* _WORK TASK_
For each line of the listing below that contains the string "UiOptions", copy the line.

====== SUPPLIED ENTRIES ======

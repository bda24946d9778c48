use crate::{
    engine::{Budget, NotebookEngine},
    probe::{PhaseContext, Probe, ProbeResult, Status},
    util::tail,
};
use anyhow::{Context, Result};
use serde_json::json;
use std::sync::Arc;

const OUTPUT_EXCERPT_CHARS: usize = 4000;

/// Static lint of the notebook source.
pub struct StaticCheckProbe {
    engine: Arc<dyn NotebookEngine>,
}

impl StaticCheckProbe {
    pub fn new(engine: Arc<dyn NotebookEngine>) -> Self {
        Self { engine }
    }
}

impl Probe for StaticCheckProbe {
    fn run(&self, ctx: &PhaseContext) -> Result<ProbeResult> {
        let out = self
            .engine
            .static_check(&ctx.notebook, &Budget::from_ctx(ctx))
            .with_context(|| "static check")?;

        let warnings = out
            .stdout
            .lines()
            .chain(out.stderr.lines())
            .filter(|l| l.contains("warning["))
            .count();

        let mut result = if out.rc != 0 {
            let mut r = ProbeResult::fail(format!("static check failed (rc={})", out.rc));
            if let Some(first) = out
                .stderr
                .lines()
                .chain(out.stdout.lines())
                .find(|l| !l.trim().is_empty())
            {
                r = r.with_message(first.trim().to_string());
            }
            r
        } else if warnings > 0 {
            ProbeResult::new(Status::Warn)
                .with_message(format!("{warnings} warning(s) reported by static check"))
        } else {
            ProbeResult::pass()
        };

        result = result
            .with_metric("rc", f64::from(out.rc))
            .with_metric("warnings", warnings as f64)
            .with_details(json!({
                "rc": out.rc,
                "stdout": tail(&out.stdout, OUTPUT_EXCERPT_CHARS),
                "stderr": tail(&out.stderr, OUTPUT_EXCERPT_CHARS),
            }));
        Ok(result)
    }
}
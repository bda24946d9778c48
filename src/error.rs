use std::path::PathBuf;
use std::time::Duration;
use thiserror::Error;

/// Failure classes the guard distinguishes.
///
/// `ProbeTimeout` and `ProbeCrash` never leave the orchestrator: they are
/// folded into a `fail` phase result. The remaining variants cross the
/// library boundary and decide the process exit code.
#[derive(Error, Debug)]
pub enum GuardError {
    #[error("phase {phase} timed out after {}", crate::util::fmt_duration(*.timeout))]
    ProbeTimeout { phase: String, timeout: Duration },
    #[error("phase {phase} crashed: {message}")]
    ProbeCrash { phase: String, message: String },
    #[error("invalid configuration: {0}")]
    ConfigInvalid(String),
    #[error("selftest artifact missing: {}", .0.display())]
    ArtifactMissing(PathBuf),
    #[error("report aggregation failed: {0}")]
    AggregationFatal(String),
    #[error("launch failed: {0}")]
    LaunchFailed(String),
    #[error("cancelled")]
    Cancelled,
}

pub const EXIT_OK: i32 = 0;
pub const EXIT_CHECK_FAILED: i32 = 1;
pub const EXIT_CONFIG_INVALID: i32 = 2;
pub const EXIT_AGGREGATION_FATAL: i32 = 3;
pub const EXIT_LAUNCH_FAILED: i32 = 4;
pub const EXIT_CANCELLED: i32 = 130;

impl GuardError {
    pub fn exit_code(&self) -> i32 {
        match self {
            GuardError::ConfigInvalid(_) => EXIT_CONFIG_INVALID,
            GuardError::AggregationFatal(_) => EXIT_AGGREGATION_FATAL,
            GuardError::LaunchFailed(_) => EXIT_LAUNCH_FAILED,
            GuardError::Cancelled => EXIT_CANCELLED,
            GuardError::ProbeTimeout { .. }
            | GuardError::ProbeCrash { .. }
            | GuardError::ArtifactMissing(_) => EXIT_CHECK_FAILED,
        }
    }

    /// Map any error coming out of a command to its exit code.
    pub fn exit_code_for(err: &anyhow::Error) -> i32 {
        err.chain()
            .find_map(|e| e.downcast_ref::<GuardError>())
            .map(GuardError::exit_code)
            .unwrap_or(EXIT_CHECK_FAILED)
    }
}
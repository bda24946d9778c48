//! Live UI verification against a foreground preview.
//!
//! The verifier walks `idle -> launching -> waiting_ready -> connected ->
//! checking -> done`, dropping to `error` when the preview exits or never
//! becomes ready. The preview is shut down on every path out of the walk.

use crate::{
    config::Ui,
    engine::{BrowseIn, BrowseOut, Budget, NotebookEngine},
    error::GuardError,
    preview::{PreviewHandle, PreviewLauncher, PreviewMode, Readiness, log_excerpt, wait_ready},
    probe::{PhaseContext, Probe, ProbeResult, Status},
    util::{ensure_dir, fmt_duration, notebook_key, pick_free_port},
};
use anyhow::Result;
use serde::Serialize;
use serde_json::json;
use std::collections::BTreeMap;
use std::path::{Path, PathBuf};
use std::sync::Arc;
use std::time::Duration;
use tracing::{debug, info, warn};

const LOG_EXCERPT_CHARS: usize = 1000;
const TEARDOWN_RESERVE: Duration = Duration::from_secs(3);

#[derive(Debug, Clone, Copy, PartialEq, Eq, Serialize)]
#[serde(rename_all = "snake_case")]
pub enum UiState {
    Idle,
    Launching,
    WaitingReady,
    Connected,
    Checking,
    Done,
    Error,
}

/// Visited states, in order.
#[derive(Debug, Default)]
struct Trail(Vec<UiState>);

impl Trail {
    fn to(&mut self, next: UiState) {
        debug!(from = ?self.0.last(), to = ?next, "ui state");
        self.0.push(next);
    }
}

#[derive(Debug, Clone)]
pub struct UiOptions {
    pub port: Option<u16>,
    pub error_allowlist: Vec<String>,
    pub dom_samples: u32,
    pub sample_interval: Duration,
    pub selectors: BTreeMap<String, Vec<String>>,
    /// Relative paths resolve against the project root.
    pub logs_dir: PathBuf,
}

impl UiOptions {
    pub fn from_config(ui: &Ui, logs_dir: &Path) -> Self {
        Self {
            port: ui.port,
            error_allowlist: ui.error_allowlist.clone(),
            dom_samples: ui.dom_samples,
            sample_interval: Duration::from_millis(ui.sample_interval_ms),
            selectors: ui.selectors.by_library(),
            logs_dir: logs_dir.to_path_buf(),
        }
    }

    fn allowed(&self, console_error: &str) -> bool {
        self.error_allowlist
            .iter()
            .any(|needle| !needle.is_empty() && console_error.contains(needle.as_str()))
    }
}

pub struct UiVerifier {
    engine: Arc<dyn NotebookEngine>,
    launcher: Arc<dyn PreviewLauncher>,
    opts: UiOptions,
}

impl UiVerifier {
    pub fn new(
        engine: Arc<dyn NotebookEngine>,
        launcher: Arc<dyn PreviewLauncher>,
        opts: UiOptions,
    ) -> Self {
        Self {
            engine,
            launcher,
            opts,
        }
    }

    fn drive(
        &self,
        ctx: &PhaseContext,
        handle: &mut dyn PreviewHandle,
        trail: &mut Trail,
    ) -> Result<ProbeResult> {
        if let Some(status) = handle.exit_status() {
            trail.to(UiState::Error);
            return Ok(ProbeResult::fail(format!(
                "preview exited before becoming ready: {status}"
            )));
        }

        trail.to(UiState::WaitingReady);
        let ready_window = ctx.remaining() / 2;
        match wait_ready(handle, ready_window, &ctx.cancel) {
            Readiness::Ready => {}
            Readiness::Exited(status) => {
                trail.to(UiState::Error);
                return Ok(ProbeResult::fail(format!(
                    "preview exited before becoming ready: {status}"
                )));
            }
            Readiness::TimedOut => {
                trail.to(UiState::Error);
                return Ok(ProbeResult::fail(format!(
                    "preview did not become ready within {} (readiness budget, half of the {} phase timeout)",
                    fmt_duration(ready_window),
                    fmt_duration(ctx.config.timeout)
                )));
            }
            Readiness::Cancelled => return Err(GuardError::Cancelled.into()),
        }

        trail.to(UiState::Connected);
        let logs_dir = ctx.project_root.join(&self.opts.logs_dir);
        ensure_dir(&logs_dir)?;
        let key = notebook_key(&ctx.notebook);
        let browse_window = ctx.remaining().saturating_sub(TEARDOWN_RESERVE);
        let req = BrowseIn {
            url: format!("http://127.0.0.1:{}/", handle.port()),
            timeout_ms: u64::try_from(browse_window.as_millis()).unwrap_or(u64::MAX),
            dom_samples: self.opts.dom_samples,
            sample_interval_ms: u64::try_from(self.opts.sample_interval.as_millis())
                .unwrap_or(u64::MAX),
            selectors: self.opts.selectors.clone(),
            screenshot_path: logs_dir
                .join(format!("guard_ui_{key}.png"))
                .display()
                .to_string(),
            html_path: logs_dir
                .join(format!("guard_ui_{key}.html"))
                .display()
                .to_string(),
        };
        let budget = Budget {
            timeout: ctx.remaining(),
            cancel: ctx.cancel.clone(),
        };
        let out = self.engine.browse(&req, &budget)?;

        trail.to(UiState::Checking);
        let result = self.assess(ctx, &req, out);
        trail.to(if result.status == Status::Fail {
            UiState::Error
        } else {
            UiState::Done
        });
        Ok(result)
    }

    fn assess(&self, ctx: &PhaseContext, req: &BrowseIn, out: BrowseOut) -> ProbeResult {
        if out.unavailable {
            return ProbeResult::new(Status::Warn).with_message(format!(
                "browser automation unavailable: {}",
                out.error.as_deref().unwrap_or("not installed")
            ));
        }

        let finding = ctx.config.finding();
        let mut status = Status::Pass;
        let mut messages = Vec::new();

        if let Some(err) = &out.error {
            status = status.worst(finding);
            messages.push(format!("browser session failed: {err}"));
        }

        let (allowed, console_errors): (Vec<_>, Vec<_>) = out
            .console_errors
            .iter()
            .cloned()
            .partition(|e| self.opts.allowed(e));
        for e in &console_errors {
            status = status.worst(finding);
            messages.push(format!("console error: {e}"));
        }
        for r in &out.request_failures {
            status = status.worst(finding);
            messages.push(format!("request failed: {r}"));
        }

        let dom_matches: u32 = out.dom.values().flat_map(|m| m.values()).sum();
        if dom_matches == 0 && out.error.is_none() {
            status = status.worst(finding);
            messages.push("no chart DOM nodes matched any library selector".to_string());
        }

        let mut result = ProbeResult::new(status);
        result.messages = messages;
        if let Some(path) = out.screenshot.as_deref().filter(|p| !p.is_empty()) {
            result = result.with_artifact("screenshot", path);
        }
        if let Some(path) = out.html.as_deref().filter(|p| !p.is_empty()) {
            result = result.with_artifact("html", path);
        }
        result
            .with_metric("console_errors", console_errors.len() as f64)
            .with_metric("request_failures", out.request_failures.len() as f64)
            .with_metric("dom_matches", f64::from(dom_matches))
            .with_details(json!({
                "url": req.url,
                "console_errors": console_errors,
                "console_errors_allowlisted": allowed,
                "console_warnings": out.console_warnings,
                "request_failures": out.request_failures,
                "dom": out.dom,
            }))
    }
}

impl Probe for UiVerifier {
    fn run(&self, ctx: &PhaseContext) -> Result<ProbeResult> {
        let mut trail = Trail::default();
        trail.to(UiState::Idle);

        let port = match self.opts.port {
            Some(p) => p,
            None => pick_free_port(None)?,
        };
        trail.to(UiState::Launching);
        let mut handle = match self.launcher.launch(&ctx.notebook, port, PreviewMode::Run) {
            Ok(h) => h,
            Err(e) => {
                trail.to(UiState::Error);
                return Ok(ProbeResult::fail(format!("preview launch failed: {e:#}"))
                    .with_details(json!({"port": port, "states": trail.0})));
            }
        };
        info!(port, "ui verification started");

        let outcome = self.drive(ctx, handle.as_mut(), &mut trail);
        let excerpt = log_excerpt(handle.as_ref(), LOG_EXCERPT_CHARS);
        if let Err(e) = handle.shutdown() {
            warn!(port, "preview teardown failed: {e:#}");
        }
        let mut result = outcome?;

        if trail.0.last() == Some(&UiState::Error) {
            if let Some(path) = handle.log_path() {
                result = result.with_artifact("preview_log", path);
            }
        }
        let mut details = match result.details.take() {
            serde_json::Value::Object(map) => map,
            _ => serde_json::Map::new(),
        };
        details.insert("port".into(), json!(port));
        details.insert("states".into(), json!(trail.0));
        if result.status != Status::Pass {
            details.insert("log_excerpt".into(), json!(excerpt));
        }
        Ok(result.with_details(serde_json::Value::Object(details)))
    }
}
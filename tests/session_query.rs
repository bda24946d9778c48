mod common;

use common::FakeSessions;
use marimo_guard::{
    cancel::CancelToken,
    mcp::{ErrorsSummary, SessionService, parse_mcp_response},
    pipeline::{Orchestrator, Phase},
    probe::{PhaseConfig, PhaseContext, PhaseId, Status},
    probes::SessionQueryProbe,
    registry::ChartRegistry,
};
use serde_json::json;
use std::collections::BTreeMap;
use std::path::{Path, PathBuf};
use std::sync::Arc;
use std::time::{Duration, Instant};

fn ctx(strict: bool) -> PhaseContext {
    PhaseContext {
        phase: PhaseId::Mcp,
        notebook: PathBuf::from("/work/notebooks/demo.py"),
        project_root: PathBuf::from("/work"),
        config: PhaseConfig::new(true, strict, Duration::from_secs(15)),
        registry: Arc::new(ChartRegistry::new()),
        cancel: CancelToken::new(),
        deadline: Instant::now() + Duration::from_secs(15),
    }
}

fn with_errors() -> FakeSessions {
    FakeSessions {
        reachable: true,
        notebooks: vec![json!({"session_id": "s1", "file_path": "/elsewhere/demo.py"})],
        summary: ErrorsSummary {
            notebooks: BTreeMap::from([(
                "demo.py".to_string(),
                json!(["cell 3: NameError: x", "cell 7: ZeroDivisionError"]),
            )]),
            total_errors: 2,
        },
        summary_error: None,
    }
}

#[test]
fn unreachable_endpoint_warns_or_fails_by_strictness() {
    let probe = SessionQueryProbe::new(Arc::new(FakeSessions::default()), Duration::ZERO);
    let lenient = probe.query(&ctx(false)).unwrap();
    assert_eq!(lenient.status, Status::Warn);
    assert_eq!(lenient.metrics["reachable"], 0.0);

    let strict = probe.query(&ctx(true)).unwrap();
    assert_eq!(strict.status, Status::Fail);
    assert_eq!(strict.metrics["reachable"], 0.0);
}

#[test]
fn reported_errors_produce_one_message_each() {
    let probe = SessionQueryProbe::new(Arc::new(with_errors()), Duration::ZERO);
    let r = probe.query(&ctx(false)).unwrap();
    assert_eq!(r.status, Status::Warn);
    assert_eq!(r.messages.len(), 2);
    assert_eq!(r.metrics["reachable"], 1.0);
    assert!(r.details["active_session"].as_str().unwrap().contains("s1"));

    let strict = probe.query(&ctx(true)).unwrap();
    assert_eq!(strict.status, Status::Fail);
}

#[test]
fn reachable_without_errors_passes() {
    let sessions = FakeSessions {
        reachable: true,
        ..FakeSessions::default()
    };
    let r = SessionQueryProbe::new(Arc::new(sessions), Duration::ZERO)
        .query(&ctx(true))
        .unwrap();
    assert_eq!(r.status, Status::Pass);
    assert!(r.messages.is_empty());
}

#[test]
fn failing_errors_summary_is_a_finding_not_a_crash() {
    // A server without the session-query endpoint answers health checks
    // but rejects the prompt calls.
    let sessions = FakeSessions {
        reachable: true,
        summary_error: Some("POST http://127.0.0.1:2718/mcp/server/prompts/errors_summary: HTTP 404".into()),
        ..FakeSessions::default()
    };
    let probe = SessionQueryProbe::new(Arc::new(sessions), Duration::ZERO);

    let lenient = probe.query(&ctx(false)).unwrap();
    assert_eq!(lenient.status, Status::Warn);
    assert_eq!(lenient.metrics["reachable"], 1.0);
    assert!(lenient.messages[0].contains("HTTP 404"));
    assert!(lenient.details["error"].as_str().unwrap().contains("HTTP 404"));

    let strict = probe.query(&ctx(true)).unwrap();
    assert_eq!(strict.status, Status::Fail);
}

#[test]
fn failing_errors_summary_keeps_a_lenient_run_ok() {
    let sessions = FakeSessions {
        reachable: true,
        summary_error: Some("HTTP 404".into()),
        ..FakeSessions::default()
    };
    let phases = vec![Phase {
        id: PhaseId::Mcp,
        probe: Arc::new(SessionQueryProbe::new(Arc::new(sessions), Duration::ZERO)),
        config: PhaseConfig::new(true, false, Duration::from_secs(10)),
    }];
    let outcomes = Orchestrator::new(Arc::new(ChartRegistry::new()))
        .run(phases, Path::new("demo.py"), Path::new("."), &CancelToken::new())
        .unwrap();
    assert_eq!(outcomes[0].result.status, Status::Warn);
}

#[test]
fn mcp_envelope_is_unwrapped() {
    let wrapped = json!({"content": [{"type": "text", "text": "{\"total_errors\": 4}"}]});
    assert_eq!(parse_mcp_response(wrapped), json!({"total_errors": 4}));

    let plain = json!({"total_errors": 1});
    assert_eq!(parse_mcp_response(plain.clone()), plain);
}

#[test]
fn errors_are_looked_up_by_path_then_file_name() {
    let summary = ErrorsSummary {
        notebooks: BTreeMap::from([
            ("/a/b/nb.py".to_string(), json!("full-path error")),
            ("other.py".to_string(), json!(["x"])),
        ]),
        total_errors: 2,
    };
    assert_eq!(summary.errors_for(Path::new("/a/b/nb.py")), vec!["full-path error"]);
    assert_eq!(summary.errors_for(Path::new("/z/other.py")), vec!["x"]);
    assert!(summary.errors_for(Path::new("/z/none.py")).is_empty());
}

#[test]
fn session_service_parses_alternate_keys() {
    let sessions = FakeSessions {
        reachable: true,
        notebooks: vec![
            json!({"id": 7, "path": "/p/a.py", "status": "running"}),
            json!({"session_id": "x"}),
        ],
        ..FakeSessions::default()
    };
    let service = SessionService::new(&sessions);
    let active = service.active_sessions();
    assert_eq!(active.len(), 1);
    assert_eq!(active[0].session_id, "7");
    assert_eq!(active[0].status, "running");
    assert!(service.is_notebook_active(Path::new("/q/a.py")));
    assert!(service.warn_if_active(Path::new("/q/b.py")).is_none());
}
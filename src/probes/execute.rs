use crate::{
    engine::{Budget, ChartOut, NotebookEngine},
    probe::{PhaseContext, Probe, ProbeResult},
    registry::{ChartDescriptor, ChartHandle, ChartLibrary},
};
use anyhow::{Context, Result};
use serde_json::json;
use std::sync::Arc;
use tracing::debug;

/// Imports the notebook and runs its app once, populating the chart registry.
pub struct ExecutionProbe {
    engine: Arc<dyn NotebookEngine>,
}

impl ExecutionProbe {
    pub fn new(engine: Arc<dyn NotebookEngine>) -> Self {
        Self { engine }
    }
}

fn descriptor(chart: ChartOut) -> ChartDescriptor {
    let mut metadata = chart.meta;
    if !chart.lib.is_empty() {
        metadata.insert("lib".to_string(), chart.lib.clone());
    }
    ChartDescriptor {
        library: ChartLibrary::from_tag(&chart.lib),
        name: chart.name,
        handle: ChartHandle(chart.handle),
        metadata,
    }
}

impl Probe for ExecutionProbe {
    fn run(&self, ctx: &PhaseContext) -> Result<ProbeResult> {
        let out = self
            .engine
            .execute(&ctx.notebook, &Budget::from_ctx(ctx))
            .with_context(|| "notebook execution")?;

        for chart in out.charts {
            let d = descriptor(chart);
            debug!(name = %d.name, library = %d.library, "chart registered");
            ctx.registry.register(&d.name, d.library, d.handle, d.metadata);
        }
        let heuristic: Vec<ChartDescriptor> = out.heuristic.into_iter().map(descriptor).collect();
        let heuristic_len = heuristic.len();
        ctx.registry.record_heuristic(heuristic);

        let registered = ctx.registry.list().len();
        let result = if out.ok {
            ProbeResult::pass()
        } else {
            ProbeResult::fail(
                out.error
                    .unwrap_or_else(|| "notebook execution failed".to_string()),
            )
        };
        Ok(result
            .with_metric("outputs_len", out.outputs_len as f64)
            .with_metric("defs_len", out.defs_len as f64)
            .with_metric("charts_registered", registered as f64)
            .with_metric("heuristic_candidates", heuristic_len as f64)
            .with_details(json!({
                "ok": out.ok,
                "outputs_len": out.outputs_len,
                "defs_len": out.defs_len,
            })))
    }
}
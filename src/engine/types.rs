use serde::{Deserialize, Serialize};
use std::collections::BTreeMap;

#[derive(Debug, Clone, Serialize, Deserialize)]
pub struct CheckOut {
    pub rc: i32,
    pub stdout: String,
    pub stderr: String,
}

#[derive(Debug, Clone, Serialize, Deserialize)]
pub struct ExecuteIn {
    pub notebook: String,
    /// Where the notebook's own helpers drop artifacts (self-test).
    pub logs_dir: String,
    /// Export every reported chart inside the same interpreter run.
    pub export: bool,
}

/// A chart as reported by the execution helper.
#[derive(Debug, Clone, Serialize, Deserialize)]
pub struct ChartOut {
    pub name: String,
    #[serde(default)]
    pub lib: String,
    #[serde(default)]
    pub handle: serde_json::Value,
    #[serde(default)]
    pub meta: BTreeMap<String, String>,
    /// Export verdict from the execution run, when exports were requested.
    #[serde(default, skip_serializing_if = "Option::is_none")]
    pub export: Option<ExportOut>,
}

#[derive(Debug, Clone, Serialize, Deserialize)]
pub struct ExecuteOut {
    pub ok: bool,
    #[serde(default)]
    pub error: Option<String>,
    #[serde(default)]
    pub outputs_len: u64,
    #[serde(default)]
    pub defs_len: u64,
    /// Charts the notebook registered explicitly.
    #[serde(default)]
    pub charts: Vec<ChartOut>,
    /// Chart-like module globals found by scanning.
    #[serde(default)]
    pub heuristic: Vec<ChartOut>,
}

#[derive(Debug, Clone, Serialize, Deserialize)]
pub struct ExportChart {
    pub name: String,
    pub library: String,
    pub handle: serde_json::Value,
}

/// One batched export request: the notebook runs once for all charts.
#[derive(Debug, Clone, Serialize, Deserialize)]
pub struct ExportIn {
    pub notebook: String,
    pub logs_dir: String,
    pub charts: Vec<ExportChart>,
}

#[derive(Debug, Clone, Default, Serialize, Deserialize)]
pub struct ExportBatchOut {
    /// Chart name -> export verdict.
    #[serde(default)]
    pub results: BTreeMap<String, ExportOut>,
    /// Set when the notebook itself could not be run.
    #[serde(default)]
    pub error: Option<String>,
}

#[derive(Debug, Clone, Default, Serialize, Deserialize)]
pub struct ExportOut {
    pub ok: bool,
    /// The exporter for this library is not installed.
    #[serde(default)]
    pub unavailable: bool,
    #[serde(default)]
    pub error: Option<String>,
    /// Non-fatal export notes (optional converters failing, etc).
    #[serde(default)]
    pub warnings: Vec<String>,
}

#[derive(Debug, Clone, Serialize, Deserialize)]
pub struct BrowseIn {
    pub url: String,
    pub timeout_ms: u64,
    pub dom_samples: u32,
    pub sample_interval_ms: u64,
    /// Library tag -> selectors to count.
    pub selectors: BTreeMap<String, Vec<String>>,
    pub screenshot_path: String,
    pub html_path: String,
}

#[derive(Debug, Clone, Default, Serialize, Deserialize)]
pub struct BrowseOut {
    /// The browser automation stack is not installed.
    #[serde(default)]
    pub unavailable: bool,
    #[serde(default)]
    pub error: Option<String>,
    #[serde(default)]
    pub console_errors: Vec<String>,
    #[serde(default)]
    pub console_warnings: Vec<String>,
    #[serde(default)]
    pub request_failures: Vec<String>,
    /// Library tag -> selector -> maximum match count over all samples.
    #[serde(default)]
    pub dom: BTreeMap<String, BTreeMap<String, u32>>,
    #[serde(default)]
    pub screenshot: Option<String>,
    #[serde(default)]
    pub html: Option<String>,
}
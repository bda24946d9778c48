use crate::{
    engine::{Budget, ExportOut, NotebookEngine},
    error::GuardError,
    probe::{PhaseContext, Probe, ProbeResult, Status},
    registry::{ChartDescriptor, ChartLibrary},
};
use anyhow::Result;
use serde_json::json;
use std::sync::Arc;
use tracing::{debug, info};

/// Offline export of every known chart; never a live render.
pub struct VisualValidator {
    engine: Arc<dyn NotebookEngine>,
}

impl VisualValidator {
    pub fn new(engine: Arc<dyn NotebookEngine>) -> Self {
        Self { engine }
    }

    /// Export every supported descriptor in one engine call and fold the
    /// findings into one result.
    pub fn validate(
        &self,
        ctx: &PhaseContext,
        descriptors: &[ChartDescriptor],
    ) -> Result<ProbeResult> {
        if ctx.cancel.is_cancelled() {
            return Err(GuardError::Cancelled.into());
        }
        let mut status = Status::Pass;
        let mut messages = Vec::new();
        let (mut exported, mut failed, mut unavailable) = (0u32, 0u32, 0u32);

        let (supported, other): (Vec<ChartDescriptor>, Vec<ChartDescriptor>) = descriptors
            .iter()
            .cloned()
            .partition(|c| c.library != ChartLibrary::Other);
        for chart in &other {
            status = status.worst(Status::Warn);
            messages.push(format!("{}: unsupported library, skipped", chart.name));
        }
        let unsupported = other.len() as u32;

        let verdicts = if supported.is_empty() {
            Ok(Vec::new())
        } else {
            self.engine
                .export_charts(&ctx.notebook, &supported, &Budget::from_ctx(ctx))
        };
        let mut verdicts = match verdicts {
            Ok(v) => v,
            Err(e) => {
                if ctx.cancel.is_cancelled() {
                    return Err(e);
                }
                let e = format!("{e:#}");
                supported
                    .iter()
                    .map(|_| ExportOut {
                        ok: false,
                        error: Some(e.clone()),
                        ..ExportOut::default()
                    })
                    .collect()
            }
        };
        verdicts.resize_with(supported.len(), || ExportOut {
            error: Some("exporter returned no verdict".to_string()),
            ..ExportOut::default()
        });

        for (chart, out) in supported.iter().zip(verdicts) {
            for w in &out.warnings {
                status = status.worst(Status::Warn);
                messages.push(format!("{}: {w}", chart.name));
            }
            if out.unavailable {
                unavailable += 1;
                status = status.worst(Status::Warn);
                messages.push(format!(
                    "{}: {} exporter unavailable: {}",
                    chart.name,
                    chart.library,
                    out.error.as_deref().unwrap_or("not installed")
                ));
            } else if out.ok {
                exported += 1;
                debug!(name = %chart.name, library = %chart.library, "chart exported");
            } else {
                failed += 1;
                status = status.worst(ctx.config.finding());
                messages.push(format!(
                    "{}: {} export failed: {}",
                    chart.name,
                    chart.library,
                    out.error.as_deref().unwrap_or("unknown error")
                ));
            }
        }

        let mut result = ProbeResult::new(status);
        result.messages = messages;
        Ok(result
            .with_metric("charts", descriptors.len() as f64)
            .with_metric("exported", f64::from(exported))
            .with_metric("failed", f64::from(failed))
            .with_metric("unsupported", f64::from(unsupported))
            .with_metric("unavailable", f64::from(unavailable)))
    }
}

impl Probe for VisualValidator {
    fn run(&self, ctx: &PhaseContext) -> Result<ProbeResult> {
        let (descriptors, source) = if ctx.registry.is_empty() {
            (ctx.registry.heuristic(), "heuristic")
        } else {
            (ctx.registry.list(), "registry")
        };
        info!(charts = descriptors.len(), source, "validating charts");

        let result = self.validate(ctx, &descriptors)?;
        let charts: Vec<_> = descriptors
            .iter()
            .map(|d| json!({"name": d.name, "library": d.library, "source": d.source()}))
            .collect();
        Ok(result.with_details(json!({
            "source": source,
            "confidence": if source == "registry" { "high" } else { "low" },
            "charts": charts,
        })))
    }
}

======

* _WRITTEN RESPONSE_
pub struct UiOptions {
impl UiOptions {
    opts: UiOptions,
        opts: UiOptions,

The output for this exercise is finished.